Politics

U.S. Treasury denies claims that it will hire new agents to target middle class

The United States Department of the Treasury responded this week to claims by some Republican leaders that it would use funds from the Inflation Reduction Act to hire additional agents to target middle class taxpayers.

The agency denied the claims and said it planned to use the $80 billion in funding to hire 87,000 additional IRS agents who would ramp up the agency’s efforts to collect taxes from middle class Americans. Instead, the Treasury says it plans to utilize the money to target the wealthiest Americans and corporations.
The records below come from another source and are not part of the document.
//! Latent asset-value model with first-passage default.
//!
//! Each tranche carries its own log asset value
//!
//! ```text
//! x[t] = x[t-1] + (μ_r − σ_r²/2)·Δt + σ_r·√Δt·(ρ·z_sys[t] + √(1−ρ²)·ε[t])
//! ```
//!
//! where `r` is the period's regime. A tranche defaults the first period
//! `x[t]` falls below the log of its barrier; [`CreditState`] makes that
//! absorbing.

use crate::models::Regime;
use serde::{Deserialize, Serialize};
use tranche_core::math::distributions::norm_cdf;
use tranche_core::types::ConfigError;

/// Drift and volatility for one regime (annualised).
#[derive(Debug, Clone, Copy, PartialEq, Serialize, Deserialize)]
pub struct RegimeParams {
    /// Annual drift μ.
    pub drift: f64,
    /// Annual volatility σ.
    pub volatility: f64,
}

fn default_barrier_ratio() -> f64 {
    1.0
}
fn default_loading() -> f64 {
    0.5
}
fn default_divergence_tolerance() -> f64 {
    0.05
}

/// Parameters of the per-tranche asset-value process.
#[derive(Debug, Clone, Copy, PartialEq, Serialize, Deserialize)]
pub struct AssetValueParams {
    /// Asset value at close, shared by every tranche's process.
    pub initial_value: f64,
    /// Barrier as a multiple of scheduled outstanding at or above the tranche's rank.
    #[serde(default = "default_barrier_ratio")]
    pub barrier_ratio: f64,
    /// Loading ρ on the systematic shock.
    #[serde(default = "default_loading")]
    pub systematic_loading: f64,
    /// Dynamics in the Normal regime.
    pub normal: RegimeParams,
    /// Dynamics in the Stress regime.
    pub stress: RegimeParams,
    /// Absolute gap between simulated and analytic PD above which a
    /// miscalibration warning is raised.
    #[serde(default = "default_divergence_tolerance")]
    pub divergence_tolerance: f64,
}

impl AssetValueParams {
    /// Parameters for `regime`.
    #[inline]
    pub fn params(&self, regime: Regime) -> RegimeParams {
        match regime {
            Regime::Normal => self.normal,
            Regime::Stress => self.stress,
        }
    }

    /// Advance a log asset value by one period.
    #[inline]
    pub fn log_step(&self, x_prev: f64, regime: Regime, dt: f64, z_sys: f64, eps: f64) -> f64 {
        let RegimeParams { drift, volatility } = self.params(regime);
        let rho = self.systematic_loading;
        let w = rho * z_sys + (1.0 - rho * rho).sqrt() * eps;
        x_prev + (drift - 0.5 * volatility * volatility) * dt + volatility * dt.sqrt() * w
    }

    /// Validate parameter ranges.
    ///
    /// # Errors
    ///
    /// Returns `ConfigError::InvalidParameter`.
    pub fn validate(&self) -> Result<(), ConfigError> {
        if !(self.initial_value > 0.0 && self.initial_value.is_finite()) {
            return Err(ConfigError::invalid("asset.initial_value", "must be positive"));
        }
        if !self.barrier_ratio.is_finite() || self.barrier_ratio < 0.0 {
            return Err(ConfigError::invalid("asset.barrier_ratio", "must be non-negative"));
        }
        if !(-1.0..=1.0).contains(&self.systematic_loading) {
            return Err(ConfigError::invalid("asset.systematic_loading", "must lie in [-1, 1]"));
        }
        for (name, p) in [("asset.normal", self.normal), ("asset.stress", self.stress)] {
            if !p.drift.is_finite() || !p.volatility.is_finite() || p.volatility < 0.0 {
                return Err(ConfigError::invalid(name, "needs finite drift and non-negative volatility"));
            }
        }
        if !self.divergence_tolerance.is_finite() || self.divergence_tolerance < 0.0 {
            return Err(ConfigError::invalid("asset.divergence_tolerance", "must be non-negative"));
        }
        Ok(())
    }
}

/// Credit state of one tranche within one scenario.
#[derive(Debug, Clone, Copy, PartialEq, Eq, Default, Serialize, Deserialize)]
#[serde(tag = "state", rename_all = "snake_case")]
pub enum CreditState {
    /// No default so far.
    #[default]
    Performing,
    /// Defaulted in `period`; absorbing.
    Defaulted {
        /// First period in which the barrier was breached
        period: usize,
    },
}

impl CreditState {
    /// Transition function for period `period`.
    ///
    /// `log_barrier` is `None` when the tranche has nothing outstanding and
    /// so cannot default.
    #[inline]
    pub fn advance(self, period: usize, log_value: f64, log_barrier: Option<f64>) -> Self {
        match self {
            CreditState::Defaulted { .. } => self,
            CreditState::Performing => match log_barrier {
                Some(b) if log_value < b => CreditState::Defaulted { period },
                _ => CreditState::Performing,
            },
        }
    }

    /// Whether the tranche is in default.
    #[inline]
    pub fn is_defaulted(self) -> bool {
        matches!(self, CreditState::Defaulted { .. })
    }

    /// Default period, if any.
    #[inline]
    pub fn default_period(self) -> Option<usize> {
        match self {
            CreditState::Defaulted { period } => Some(period),
            CreditState::Performing => None,
        }
    }
}

/// Black–Cox probability that a GBM asset value hits a constant barrier before `horizon`.
///
/// ```text
/// ν = μ − σ²/2,  b = ln(B / V0)
/// P(τ ≤ T) = Φ((b − νT)/(σ√T)) + exp(2νb/σ²)·Φ((b + νT)/(σ√T))
/// ```
///
/// # Examples
/// ```
/// use tranche_models::credit::black_cox_pd;
///
/// let pd = black_cox_pd(150.0, 100.0, 0.05, 0.25, 5.0);
/// assert!(pd > 0.0 && pd < 1.0);
/// assert_eq!(black_cox_pd(90.0, 100.0, 0.05, 0.25, 5.0), 1.0);
/// ```
pub fn black_cox_pd(v0: f64, barrier: f64, drift: f64, volatility: f64, horizon: f64) -> f64 {
    if barrier <= 0.0 || horizon <= 0.0 {
        return 0.0;
    }
    if barrier >= v0 {
        return 1.0;
    }
    let nu = drift - 0.5 * volatility * volatility;
    let b = (barrier / v0).ln();
    if volatility <= 0.0 {
        return if nu * horizon <= b { 1.0 } else { 0.0 };
    }
    let s = volatility * horizon.sqrt();
    let direct = norm_cdf((b - nu * horizon) / s);
    let reflected = (2.0 * nu * b / (volatility * volatility)).exp() * norm_cdf((b + nu * horizon) / s);
    (direct + reflected).clamp(0.0, 1.0)
}

/// Merton distance to default at `horizon`: `(ln(V0/B) + νT)/(σ√T)`.
///
/// The at-maturity default probability is `Φ(−DD)`, a lower bound for the
/// first-passage probability.
pub fn merton_distance_to_default(
    v0: f64,
    barrier: f64,
    drift: f64,
    volatility: f64,
    horizon: f64,
) -> f64 {
    if barrier <= 0.0 {
        return f64::INFINITY;
    }
    let nu = drift - 0.5 * volatility * volatility;
    let s = volatility * horizon.sqrt();
    if s <= 0.0 {
        let gap = (v0 / barrier).ln() + nu * horizon;
        return if gap >= 0.0 { f64::INFINITY } else { f64::NEG_INFINITY };
    }
    ((v0 / barrier).ln() + nu * horizon) / s
}

#[cfg(test)]
mod tests {
    use super::*;
    use approx::assert_abs_diff_eq;

    fn params() -> AssetValueParams {
        AssetValueParams {
            initial_value: 150.0,
            barrier_ratio: 1.0,
            systematic_loading: 0.6,
            normal: RegimeParams {
                drift: 0.05,
                volatility: 0.2,
            },
            stress: RegimeParams {
                drift: -0.05,
                volatility: 0.4,
            },
            divergence_tolerance: 0.05,
        }
    }

    #[test]
    fn test_default_is_absorbing() {
        let s = CreditState::Performing.advance(2, 4.0, Some(4.5));
        assert_eq!(s, CreditState::Defaulted { period: 2 });
        let s = s.advance(3, 10.0, Some(4.5));
        assert_eq!(s.default_period(), Some(2));
        let s = s.advance(4, 10.0, None);
        assert!(s.is_defaulted());
    }

    #[test]
    fn test_no_barrier_no_default() {
        let s = CreditState::Performing.advance(0, -100.0, None);
        assert_eq!(s, CreditState::Performing);
    }

    #[test]
    fn test_log_step_uses_regime() {
        let p = params();
        let normal = p.log_step(0.0, Regime::Normal, 1.0, 0.0, 0.0);
        let stress = p.log_step(0.0, Regime::Stress, 1.0, 0.0, 0.0);
        assert_abs_diff_eq!(normal, 0.05 - 0.02, epsilon = 1e-15);
        assert_abs_diff_eq!(stress, -0.05 - 0.08, epsilon = 1e-15);
    }

    #[test]
    fn test_log_step_variance_split() {
        let p = params();
        let sys = p.log_step(0.0, Regime::Normal, 1.0, 1.0, 0.0) - p.log_step(0.0, Regime::Normal, 1.0, 0.0, 0.0);
        let idio = p.log_step(0.0, Regime::Normal, 1.0, 0.0, 1.0) - p.log_step(0.0, Regime::Normal, 1.0, 0.0, 0.0);
        assert_abs_diff_eq!(sys * sys + idio * idio, 0.04, epsilon = 1e-12);
    }

    #[test]
    fn test_black_cox_exceeds_merton() {
        let (v0, b, mu, sigma, t) = (150.0, 100.0, 0.03, 0.3, 5.0);
        let first_passage = black_cox_pd(v0, b, mu, sigma, t);
        let at_maturity = norm_cdf(-merton_distance_to_default(v0, b, mu, sigma, t));
        assert!(first_passage > at_maturity);
    }

    #[test]
    fn test_black_cox_zero_drift_reflection() {
        // With ν = 0 the first-passage probability is 2·Φ(b/(σ√T)).
        let sigma: f64 = 0.2;
        let mu = 0.5 * sigma * sigma;
        let pd = black_cox_pd(120.0, 100.0, mu, sigma, 4.0);
        let b = (100.0_f64 / 120.0).ln();
        assert_abs_diff_eq!(pd, 2.0 * norm_cdf(b / (sigma * 2.0)), epsilon = 1e-12);
    }

    #[test]
    fn test_black_cox_no_barrier() {
        assert_eq!(black_cox_pd(100.0, 0.0, 0.0, 0.2, 1.0), 0.0);
    }

    #[test]
    fn test_validate_loading_range() {
        let p = AssetValueParams {
            systematic_loading: 1.2,
            ..params()
        };
        assert!(p.validate().is_err());
        assert!(params().validate().is_ok());
    }
}
//! Seed derivation and the per-scenario generator.

use rand::rngs::StdRng;
use rand::SeedableRng;
use rand_distr::{Distribution, StandardNormal};

/// Independent random sub-streams within one scenario.
#[derive(Debug, Clone, Copy, PartialEq, Eq, Hash)]
pub enum SubStream {
    /// Independent normals fed through the correlation factor.
    Factors,
    /// Per-tranche idiosyncratic asset shocks.
    Idiosyncratic,
}

impl SubStream {
    #[inline]
    fn id(self) -> u64 {
        match self {
            SubStream::Factors => 1,
            SubStream::Idiosyncratic => 2,
        }
    }
}

/// SplitMix64 finaliser.
#[inline]
pub(crate) fn splitmix64(mut z: u64) -> u64 {
    z = z.wrapping_add(0x9E37_79B9_7F4A_7C15);
    z = (z ^ (z >> 30)).wrapping_mul(0xBF58_476D_1CE4_E5B9);
    z = (z ^ (z >> 27)).wrapping_mul(0x94D0_49BB_1331_11EB);
    z ^ (z >> 31)
}

/// Derive a 64-bit seed from the scenario coordinates.
#[inline]
pub fn derive_seed(master_seed: u64, group: usize, index: usize, stream: SubStream) -> u64 {
    let mut h = splitmix64(master_seed);
    h = splitmix64(h ^ group as u64);
    h = splitmix64(h ^ index as u64);
    splitmix64(h ^ stream.id())
}

/// Seeded generator for one scenario sub-stream.
///
/// # Examples
///
/// ```
/// use tranche_pricing::rng::{ScenarioRng, SubStream};
///
/// let mut a = ScenarioRng::new(42, 0, 7, SubStream::Factors);
/// let mut b = ScenarioRng::new(42, 0, 7, SubStream::Factors);
/// assert_eq!(a.gen_normal(), b.gen_normal());
/// ```
pub struct ScenarioRng {
    inner: StdRng,
}

impl ScenarioRng {
    /// Generator for `(master_seed, group, index, stream)`.
    #[inline]
    pub fn new(master_seed: u64, group: usize, index: usize, stream: SubStream) -> Self {
        Self {
            inner: StdRng::seed_from_u64(derive_seed(master_seed, group, index, stream)),
        }
    }

    /// One standard normal draw.
    #[inline]
    pub fn gen_normal(&mut self) -> f64 {
        StandardNormal.sample(&mut self.inner)
    }

    /// Fill `buffer` with standard normal draws.
    #[inline]
    pub fn fill_normal(&mut self, buffer: &mut [f64]) {
        for value in buffer.iter_mut() {
            *value = StandardNormal.sample(&mut self.inner);
        }
    }
}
A letter from Treasury Secretary Janet Yellen to IRS Commissioner Charles Rettig last month detailed the planned uses of the Inflation Reduction Act funding, which, according to the letter, include updating the IRS’ infamously outdated technology to make the agency more efficient.

“The Inflation Reduction Act includes much-needed funding for the IRS to improve taxpayer service, modernize outdated technological infrastructure, and increase equity in the tax system by enforcing the tax laws against those high-earners, large corporations, and complex partnerships who today do not pay what they owe,” Yellen wrote.

Many Republicans have claimed that the Treasury will use the funds to tax the middle class more stringently. Florida Senator Rick Scott last week warned Floridians not to apply for any new jobs as IRS agents, because Republicans would hastily eliminate and defund the positions if they retake the Senate in the November midterms.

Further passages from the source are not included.